Saving the world from existential threat posed by plastic

Mohamed Chebaro

Whichever way you look at the global economy, plastic remains a key component in most industries and is a key polluter of our ecosystem. Education, enforcement and even making the use of plastic more expensive to the consumer in some parts of the world have failed to curb its use. We must reuse it, encourage its recycling and find more eco-friendly alternatives quickly if we cannot abandon it altogether.

Though many nations have, for the past three decades, been working to encourage their economies and consumers to stop throwing away so much plastic, even today less than 10 percent of plastic produced globally is recycled. Europe, which has long been trying to reshape its economy away from plastic, manages to recycle only 30 percent.

Though plastic does not directly impact climate change — despite it being guilty in its production phase of contributing to fossil fuel and manufacturing emissions — its dumping in the oceans has led to microplastic infiltration, disrupting the water’s capacity to act as a natural carbon sink and challenging the sea’s usual absorbance of up to 40 percent of human-made carbon dioxide.

The UN Environment Assembly believes that a new, binding and comprehensive treaty could offer a multilateral means to manage the full life cycle of plastic in the hope of reducing its polluting impact on the planet. Though the recent meeting in Nairobi, Kenya, brought 175 nations together and succeeded in garnering support from all to work toward negotiating such a deal by 2024, one hopes that any future lack of consensus and the competing interests of nations in our increasingly dysfunctional world will not empty such an international convention of its impactful tools. It must find a way to reduce our addiction to plastic, find a good enough material to replace it in our economy and manage the recycling or disposal of all remaining plastic away from seabeds and marine life. This could include caps on the production of new plastic and the redesigning of products to make recycling easy or less harmful, while also phasing out single-use plastic items.

Since the 1950s, the volume of plastic produced has grown faster than any other material, vastly outpacing national efforts to keep the environment clean. Today, approximately 300 million tons of plastic waste, which is equivalent to the weight of the entire human population, is produced annually. Only about 9 percent is recycled and the rest goes into landfill or the oceans. It has been estimated that a garbage truck’s-worth of plastic is dumped in the sea every minute, leading to damage to marine life and coastlines, while microplastic particles found even in Arctic ice could start to enter the animal food chain and eventually become part of the human diet by default.

I remain skeptical of the viability of such a treaty, despite the optimism of those who conceived it. “We are looking at something that is legally binding and has consequences, and not just a treaty that people can sign onto… but doesn’t have the teeth to bite back,” said Erastus Ooko from Greenpeace Africa. Dozens of major corporations, including Coca-Cola and Unilever, recently said that a plastic treaty with binding targets “was crucial to set a high common standard of action for all countries to abide by.”

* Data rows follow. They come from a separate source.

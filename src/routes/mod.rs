pub mod dashboard_routes;
pub mod request_routes;
pub mod subject_routes;
pub mod workflow_routes;

use actix_web::{HttpRequest, HttpResponse};
use serde_json::json;

use crate::error::ComplianceError;

/// Map the domain error taxonomy onto HTTP status codes.
pub fn error_response(err: &ComplianceError) -> HttpResponse {
    let body = json!({ "error": err.to_string() });
    match err {
        ComplianceError::Configuration(_) => HttpResponse::BadRequest().json(body),
        ComplianceError::NotFound(_) => HttpResponse::NotFound().json(body),
        ComplianceError::InvalidTransition(_) => HttpResponse::Conflict().json(body),
        ComplianceError::Database(_) => HttpResponse::InternalServerError().json(body),
    }
}

/// Extract the caller's address and client string for the consent ledger.
pub fn client_info(req: &HttpRequest) -> (Option<String>, Option<String>) {
    let ip = req
        .connection_info()
        .realip_remote_addr()
        .map(ToString::to_string);
    let user_agent = req
        .headers()
        .get("User-Agent")
        .and_then(|h| h.to_str().ok())
        .map(ToString::to_string);
    (ip, user_agent)
}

So far, all alternatives to plastic or eco-friendly versions of plastic have fallen short of echoing the optimism of campaigners and corporates. We are still waiting for viable and practical alternatives that serve businesses and consumers, as well as biodegrading safely in the environment when containers or bags are disposed of.

A multilateral treaty could offer a means to manage the full life cycle of plastic in the hope of reducing its polluting impact.

As consumers become more aware and have been demanding greener alternatives to plastic, “biodegradable” has become the buzzword in the hope of finding a suitable and affordable alternative material that can be easily disposed of. But the technology is not there yet, nor is the low cost, which will be a key characteristic if a replacement for plastic is to be found.

Sifting through the tons of information and specifications available online, one can see that many different technologies have been suggested for a biodegradable plastic that can be broken down by microbes, chewed up and turned into biomass, water and carbon dioxide, and some can even be turned into compost. The problem is that very few of these can be naturally processed, as most require special treatment, better known as industrial composting. The little logo on the coffee cup you drink from every day might delude you into believing that it will dissolve naturally and harmlessly with time. But the issue is more complex than that, with scientists grappling to find the right formula.

Biodegradable plastics and a return to paper and cardboard-based packaging are making a difference, but not yet on a scale that will eradicate the world’s dependence on environmentally harmful plastic. Time and, above all, investment are needed. The mindset that technology will save all is great, but in the meantime a dose of behavioral adaptation might be needed if we are to lessen the existential threat to our planet from it becoming a plastic dumping ground.

The writer is a British-Lebanese journalist, media consultant and trainer with more than 25 years’ experience covering war, terrorism, defense, current affairs and diplomacy.